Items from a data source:

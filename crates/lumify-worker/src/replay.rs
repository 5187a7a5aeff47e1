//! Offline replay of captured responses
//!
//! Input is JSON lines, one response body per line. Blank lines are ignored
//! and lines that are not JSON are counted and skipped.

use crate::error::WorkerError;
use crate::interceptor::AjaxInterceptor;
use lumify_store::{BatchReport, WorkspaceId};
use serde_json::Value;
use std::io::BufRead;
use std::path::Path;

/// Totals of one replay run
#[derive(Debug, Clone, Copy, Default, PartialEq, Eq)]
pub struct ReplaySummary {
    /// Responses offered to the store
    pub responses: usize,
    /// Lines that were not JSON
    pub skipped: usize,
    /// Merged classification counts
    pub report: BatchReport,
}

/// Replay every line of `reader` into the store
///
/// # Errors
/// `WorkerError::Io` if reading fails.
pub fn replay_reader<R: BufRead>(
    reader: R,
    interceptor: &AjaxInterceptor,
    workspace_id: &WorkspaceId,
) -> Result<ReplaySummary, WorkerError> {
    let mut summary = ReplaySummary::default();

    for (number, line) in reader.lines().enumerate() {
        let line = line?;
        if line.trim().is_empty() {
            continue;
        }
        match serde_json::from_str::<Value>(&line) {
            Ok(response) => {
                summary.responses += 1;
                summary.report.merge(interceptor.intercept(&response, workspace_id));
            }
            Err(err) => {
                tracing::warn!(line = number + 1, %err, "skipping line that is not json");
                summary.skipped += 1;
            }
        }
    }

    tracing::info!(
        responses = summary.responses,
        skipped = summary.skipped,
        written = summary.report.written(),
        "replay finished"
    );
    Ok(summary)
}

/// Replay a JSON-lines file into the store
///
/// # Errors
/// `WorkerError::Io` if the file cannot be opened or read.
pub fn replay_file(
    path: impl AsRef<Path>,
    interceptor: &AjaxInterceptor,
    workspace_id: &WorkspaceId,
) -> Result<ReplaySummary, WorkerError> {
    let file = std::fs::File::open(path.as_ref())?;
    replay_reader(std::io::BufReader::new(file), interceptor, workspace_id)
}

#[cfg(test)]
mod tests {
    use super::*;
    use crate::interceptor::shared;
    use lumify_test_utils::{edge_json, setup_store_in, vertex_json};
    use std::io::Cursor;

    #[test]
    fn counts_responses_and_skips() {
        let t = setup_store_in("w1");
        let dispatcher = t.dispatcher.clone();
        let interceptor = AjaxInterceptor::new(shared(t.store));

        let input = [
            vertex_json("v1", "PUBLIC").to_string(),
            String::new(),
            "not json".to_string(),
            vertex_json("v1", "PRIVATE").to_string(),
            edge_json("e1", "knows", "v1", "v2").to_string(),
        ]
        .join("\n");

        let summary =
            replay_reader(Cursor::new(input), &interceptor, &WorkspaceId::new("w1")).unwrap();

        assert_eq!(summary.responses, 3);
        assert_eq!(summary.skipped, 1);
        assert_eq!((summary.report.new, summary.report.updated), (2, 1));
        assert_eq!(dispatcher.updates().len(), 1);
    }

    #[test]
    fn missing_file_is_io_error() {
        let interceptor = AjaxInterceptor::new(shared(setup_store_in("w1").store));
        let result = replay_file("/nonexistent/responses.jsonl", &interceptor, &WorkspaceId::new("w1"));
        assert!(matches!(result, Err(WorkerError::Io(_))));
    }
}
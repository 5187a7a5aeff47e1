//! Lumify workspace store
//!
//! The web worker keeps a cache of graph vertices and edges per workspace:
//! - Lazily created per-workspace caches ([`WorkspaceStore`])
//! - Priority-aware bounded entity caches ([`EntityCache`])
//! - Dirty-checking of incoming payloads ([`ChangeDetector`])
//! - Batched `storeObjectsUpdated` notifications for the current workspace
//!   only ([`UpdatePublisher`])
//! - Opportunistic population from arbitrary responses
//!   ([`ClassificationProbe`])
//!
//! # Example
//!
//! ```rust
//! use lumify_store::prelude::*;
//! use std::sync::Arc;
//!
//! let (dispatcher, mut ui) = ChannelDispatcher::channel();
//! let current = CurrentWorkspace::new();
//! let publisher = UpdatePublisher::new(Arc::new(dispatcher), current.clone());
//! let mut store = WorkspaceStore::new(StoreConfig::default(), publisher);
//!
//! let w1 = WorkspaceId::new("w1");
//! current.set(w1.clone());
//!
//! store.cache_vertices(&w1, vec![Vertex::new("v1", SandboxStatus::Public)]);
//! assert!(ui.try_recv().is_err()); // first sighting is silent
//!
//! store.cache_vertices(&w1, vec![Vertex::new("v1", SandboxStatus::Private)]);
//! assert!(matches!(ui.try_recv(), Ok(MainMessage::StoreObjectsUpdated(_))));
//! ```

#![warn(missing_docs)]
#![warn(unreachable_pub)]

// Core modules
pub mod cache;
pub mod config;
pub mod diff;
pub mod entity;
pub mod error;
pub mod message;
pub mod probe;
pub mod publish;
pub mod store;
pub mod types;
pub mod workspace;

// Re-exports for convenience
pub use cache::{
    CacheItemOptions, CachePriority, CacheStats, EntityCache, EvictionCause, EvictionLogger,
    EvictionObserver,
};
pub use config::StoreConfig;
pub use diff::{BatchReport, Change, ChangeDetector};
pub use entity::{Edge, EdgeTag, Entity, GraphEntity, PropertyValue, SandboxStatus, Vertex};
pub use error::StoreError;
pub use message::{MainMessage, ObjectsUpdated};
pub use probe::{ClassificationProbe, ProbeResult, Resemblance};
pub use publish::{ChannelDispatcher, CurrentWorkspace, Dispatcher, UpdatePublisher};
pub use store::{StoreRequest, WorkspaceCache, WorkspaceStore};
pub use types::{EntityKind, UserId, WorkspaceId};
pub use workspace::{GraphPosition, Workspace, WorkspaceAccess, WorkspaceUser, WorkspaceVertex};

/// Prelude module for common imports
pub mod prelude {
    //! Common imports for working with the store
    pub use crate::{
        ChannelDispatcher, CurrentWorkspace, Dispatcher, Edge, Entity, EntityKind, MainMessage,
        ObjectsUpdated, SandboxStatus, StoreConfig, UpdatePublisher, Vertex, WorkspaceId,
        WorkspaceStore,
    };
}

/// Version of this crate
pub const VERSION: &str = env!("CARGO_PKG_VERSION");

* * *

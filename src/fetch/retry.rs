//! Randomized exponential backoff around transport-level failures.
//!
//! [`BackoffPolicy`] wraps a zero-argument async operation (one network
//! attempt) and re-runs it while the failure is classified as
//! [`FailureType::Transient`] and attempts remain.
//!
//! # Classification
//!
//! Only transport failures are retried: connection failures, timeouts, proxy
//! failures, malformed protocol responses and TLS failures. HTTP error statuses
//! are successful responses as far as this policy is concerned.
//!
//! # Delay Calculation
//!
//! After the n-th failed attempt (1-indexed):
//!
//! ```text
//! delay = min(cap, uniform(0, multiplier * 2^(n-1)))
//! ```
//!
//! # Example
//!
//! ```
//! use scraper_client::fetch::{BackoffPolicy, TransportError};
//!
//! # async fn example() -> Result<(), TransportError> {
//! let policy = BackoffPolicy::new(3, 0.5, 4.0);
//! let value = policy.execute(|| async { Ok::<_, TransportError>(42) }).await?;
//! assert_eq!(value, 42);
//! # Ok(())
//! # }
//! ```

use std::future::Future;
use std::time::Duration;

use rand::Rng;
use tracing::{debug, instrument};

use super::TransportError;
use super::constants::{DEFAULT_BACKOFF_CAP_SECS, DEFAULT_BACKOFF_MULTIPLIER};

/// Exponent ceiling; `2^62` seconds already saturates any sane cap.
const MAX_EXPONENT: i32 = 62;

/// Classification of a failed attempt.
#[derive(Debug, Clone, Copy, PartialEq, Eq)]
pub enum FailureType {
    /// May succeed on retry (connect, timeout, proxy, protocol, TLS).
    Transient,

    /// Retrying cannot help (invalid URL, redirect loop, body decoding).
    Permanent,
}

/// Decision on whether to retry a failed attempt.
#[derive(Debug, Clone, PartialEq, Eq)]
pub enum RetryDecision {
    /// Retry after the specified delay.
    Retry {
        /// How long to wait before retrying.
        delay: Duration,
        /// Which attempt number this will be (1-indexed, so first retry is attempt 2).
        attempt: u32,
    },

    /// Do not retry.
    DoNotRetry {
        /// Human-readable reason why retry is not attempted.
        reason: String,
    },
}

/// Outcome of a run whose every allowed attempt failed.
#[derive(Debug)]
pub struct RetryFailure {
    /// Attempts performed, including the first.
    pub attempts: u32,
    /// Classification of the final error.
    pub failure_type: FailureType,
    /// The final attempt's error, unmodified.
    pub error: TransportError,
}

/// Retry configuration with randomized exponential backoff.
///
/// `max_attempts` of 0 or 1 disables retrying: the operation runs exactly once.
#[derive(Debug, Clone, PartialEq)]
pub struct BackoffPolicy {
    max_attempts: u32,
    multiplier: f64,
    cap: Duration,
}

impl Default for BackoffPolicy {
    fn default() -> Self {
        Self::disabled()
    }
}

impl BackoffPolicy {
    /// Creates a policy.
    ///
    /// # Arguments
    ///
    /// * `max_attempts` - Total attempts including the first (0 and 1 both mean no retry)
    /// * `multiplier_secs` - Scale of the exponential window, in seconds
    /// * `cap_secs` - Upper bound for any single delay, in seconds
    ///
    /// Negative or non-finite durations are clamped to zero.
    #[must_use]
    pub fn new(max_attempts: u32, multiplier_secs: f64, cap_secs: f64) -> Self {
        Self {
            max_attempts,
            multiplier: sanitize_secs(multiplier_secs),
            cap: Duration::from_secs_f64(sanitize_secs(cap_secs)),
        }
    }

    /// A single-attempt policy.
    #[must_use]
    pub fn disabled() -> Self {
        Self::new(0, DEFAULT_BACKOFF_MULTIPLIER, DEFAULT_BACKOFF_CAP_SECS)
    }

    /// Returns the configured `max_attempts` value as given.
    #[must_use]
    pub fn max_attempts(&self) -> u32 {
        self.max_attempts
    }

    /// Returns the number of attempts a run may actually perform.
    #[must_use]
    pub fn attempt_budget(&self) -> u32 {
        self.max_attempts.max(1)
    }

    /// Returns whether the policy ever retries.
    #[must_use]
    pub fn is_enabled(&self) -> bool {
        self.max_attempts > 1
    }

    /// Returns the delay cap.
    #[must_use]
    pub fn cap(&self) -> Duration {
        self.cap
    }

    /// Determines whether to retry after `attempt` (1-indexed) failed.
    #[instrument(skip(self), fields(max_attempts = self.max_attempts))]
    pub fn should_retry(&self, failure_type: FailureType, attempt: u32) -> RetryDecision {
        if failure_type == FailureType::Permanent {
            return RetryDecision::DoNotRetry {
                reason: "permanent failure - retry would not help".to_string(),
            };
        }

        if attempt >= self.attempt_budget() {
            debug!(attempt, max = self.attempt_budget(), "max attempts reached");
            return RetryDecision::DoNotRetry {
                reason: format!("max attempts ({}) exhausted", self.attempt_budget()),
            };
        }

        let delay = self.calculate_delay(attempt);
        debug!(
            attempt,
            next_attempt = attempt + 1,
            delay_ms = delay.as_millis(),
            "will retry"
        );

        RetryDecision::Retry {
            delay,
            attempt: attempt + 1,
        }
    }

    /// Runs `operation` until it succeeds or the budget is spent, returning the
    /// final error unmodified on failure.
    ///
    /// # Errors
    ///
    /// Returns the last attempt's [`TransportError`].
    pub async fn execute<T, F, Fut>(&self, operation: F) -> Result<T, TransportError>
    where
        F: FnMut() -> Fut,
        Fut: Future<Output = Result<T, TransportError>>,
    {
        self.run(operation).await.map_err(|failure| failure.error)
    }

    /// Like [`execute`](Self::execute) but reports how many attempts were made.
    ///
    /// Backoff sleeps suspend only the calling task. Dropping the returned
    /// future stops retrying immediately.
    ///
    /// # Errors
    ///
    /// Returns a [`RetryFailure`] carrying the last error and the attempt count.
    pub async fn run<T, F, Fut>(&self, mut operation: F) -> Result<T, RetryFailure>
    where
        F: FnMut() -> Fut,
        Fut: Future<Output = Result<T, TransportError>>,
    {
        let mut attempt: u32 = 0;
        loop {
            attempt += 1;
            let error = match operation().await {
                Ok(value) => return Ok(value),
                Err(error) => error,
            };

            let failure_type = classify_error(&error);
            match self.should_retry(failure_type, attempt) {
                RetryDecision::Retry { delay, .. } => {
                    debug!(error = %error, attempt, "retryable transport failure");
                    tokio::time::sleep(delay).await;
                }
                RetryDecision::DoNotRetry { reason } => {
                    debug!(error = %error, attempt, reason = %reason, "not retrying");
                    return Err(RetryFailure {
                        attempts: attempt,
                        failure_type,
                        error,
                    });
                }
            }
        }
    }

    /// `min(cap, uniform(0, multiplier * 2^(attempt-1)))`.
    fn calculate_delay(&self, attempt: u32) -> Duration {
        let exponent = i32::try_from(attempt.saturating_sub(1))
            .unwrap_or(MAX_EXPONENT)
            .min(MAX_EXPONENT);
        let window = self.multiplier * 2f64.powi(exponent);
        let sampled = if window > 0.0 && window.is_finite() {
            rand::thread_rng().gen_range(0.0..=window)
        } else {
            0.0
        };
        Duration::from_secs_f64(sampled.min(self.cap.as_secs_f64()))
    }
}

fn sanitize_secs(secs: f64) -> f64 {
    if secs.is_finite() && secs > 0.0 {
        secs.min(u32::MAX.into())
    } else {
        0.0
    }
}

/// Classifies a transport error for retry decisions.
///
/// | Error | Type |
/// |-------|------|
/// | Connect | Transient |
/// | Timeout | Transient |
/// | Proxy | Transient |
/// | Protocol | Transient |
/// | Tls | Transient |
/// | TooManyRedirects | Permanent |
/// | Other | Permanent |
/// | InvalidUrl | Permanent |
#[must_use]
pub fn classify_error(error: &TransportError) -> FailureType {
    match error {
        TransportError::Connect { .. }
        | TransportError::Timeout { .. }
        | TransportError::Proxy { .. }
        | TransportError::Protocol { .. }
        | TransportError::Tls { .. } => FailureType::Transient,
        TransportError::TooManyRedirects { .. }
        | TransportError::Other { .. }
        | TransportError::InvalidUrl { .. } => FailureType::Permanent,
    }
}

[Work instruction]: The lines above from the one containing "summary.skipped += 1;" through the one containing "opened or read." are to be set down exactly, and no others.

[Solution to this task]:
                summary.skipped += 1;
            }
        }
    }

    tracing::info!(
        responses = summary.responses,
        skipped = summary.skipped,
        written = summary.report.written(),
        "replay finished"
    );
    Ok(summary)
}

/// Replay a JSON-lines file into the store
///
/// # Errors
/// `WorkerError::Io` if the file cannot be opened or read.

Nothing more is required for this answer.